■ Saved data entries
>>

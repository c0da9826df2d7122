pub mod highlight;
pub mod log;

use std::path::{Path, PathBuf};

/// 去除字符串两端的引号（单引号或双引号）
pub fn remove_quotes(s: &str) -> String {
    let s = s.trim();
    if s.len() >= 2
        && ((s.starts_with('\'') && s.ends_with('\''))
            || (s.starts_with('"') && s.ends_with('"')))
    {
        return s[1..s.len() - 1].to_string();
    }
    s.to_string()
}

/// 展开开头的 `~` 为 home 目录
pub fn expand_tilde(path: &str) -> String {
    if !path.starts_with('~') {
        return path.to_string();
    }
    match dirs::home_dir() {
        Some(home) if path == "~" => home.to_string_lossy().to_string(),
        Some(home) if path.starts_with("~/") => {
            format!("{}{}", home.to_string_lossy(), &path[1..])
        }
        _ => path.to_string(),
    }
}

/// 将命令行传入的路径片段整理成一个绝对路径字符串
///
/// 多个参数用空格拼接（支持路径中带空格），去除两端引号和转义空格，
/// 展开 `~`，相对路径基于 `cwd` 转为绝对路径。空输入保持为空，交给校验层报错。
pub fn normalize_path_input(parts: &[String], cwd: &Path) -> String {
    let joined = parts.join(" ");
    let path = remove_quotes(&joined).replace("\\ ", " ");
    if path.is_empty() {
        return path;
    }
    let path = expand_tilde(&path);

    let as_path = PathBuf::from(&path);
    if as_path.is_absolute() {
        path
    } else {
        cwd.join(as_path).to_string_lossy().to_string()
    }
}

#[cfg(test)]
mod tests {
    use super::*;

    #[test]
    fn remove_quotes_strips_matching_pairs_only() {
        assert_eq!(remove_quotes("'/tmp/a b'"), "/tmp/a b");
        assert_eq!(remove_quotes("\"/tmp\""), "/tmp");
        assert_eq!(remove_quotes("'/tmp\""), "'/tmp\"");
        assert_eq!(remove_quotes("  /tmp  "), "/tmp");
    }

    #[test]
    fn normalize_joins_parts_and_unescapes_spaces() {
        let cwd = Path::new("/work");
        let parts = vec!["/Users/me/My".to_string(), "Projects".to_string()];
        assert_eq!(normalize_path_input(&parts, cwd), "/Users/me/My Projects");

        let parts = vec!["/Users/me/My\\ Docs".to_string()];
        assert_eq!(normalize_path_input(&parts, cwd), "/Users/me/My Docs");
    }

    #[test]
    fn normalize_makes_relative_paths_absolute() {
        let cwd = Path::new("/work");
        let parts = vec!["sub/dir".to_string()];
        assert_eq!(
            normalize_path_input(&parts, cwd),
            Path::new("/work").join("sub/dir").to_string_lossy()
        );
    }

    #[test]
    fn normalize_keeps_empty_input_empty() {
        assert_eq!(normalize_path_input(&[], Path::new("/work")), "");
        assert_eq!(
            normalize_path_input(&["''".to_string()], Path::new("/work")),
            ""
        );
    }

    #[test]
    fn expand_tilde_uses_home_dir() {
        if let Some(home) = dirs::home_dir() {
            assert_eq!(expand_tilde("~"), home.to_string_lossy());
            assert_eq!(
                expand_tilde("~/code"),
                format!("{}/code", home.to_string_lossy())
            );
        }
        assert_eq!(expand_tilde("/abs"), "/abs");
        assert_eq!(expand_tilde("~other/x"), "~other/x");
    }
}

<<
>>

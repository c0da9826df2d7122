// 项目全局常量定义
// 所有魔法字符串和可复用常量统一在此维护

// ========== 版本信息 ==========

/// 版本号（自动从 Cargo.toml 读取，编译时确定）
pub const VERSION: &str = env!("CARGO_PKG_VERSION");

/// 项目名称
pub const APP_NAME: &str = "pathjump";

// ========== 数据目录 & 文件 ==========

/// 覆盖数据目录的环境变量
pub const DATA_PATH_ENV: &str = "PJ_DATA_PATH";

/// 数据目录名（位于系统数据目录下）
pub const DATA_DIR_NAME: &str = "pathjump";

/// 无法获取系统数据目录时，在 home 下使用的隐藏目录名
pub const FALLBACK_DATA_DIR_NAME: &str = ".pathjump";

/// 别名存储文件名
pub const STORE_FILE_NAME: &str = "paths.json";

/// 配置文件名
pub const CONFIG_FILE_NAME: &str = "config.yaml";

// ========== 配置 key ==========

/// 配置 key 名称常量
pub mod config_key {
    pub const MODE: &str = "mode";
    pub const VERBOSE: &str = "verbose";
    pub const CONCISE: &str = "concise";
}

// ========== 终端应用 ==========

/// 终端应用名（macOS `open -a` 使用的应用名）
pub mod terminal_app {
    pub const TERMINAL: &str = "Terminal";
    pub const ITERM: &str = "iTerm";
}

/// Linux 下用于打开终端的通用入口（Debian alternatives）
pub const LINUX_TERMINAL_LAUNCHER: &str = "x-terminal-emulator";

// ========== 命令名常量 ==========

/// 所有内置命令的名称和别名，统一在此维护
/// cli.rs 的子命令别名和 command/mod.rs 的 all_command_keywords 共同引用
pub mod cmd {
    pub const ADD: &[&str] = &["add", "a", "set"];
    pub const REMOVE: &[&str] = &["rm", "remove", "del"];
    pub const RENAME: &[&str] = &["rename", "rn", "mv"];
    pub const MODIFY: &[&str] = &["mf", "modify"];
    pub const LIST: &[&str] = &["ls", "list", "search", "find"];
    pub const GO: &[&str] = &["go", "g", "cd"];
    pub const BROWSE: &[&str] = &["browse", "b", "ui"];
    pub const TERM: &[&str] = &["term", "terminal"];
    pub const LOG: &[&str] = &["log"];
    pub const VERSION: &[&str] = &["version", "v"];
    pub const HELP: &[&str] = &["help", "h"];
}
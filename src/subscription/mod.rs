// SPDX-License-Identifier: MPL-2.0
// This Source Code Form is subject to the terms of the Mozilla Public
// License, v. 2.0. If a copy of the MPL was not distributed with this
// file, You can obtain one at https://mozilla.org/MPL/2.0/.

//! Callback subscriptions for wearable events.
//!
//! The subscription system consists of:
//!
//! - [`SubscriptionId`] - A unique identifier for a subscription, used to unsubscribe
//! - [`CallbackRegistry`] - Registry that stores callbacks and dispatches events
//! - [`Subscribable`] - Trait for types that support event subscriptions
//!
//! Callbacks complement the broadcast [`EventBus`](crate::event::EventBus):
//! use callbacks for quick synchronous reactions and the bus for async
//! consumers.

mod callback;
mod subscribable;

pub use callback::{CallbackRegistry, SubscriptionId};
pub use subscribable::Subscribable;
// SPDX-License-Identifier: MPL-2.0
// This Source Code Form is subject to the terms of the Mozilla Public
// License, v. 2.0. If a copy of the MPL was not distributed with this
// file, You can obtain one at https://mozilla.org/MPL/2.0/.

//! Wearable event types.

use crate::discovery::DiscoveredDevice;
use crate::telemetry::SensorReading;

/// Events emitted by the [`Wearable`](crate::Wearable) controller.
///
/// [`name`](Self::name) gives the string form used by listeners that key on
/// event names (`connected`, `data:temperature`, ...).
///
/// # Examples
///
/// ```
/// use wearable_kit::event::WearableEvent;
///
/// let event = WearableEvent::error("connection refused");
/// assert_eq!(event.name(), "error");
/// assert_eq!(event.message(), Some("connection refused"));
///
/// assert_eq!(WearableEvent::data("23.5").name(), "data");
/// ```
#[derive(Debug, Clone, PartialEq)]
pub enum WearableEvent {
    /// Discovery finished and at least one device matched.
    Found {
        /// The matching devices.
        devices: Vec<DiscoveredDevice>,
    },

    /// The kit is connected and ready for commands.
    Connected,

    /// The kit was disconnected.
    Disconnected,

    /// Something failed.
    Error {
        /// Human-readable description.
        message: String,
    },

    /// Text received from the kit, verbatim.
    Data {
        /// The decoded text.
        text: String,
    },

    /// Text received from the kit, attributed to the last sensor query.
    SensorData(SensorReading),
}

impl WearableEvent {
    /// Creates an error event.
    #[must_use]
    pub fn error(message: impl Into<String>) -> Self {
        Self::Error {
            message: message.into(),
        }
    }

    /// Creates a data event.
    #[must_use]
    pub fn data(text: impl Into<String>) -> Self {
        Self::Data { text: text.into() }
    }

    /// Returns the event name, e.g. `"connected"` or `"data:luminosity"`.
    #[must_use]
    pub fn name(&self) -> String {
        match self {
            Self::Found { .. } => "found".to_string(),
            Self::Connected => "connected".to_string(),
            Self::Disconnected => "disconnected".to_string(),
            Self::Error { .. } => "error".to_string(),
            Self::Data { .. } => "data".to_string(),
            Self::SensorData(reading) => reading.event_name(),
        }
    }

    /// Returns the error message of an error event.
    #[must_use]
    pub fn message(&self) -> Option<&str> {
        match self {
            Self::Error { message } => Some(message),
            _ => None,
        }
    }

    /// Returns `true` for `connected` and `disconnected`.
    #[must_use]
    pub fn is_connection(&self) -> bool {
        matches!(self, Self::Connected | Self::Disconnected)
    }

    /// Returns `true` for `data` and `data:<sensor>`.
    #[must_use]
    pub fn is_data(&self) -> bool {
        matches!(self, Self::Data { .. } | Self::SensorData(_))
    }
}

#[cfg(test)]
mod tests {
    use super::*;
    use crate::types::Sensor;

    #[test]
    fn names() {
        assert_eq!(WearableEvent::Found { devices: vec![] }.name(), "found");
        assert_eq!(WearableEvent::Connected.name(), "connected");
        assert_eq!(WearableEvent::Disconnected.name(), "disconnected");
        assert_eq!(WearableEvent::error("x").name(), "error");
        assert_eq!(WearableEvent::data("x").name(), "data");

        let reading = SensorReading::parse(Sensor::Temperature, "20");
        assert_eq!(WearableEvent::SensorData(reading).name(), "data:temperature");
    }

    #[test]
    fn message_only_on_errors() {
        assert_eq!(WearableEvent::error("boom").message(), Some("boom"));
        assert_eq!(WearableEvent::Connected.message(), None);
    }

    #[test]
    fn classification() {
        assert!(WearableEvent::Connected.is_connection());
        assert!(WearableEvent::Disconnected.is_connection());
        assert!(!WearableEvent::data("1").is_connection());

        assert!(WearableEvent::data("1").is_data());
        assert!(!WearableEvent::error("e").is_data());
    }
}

<<

■ Work instruction
Report the lines above that contain "impl".

■ Response
impl WearableEvent {
    pub fn error(message: impl Into<String>) -> Self {
    pub fn data(text: impl Into<String>) -> Self {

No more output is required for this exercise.